TASK DESCRIPTION:
Find the lines below holding the word "CouponRepository" and copy each of them.

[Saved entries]
★ ★ ★
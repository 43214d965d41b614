//! Checkout and coupon preview.

use axum::{Json, extract::State, http::StatusCode};
use chrono::Utc;
use rust_decimal::Decimal;
use serde::{Deserialize, Serialize};
use tracing::instrument;

use velora_core::{CheckoutInput, Price, ValidationError, cart_subtotal, require_text};

use super::orders::OrderDetail;
use crate::db::{CartRepository, CouponRepository, OrderRepository};
use crate::error::Result;
use crate::middleware::Shopper;
use crate::services::CheckoutError;
use crate::state::AppState;

/// `POST /api/checkout`
///
/// Places a `pending` order from the cart, or from `buy_now_product_id`.
#[instrument(skip(state, input), fields(buy_now = input.buy_now_product_id.is_some()))]
pub async fn checkout(
    Shopper(shopper): Shopper,
    State(state): State<AppState>,
    Json(input): Json<CheckoutInput>,
) -> Result<(StatusCode, Json<OrderDetail>)> {
    let checkout = input.validate()?;

    let orders = OrderRepository::new(state.pool());
    let order = orders.place(shopper, &checkout).await?;
    let items = orders.lines(order.id).await?;

    Ok((StatusCode::CREATED, Json(OrderDetail { order, items })))
}

/// Body of `POST /api/coupons/validate`.
#[derive(Debug, Deserialize)]
pub struct CouponCheckRequest {
    pub code: String,
    /// Subtotal to price against; the shopper's cart when omitted.
    pub subtotal: Option<Decimal>,
}

/// What the coupon would take off.
#[derive(Debug, Serialize)]
pub struct CouponPreview {
    pub code: String,
    pub description: Option<String>,
    pub subtotal: Price,
    pub discount_amount: Price,
    pub total: Price,
}

/// `POST /api/coupons/validate`
#[instrument(skip(state))]
pub async fn validate_coupon(
    Shopper(shopper): Shopper,
    State(state): State<AppState>,
    Json(request): Json<CouponCheckRequest>,
) -> Result<Json<CouponPreview>> {
    let code = require_text(&request.code, "code", "Please enter a coupon code")?;
    let subtotal = match request.subtotal {
        Some(amount) if amount.is_sign_negative() => {
            return Err(ValidationError::new("subtotal", "Subtotal cannot be negative").into());
        }
        Some(amount) => Price::new(amount),
        None => cart_subtotal(&CartRepository::new(state.pool()).lines(shopper).await?),
    };

    let coupon = CouponRepository::new(state.pool())
        .find_by_code(&code)
        .await?
        .ok_or(CheckoutError::UnknownCoupon)?;
    let discount = coupon
        .apply(subtotal, Utc::now())
        .map_err(CheckoutError::from)?;

    Ok(Json(CouponPreview {
        code: coupon.code,
        description: coupon.description,
        subtotal,
        discount_amount: discount,
        total: subtotal.saturating_sub(discount),
    }))
}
★ ★ ★
REPLY TO THE EXERCISE:
use crate::db::{CartRepository, CouponRepository, OrderRepository};
    let coupon = CouponRepository::new(state.pool())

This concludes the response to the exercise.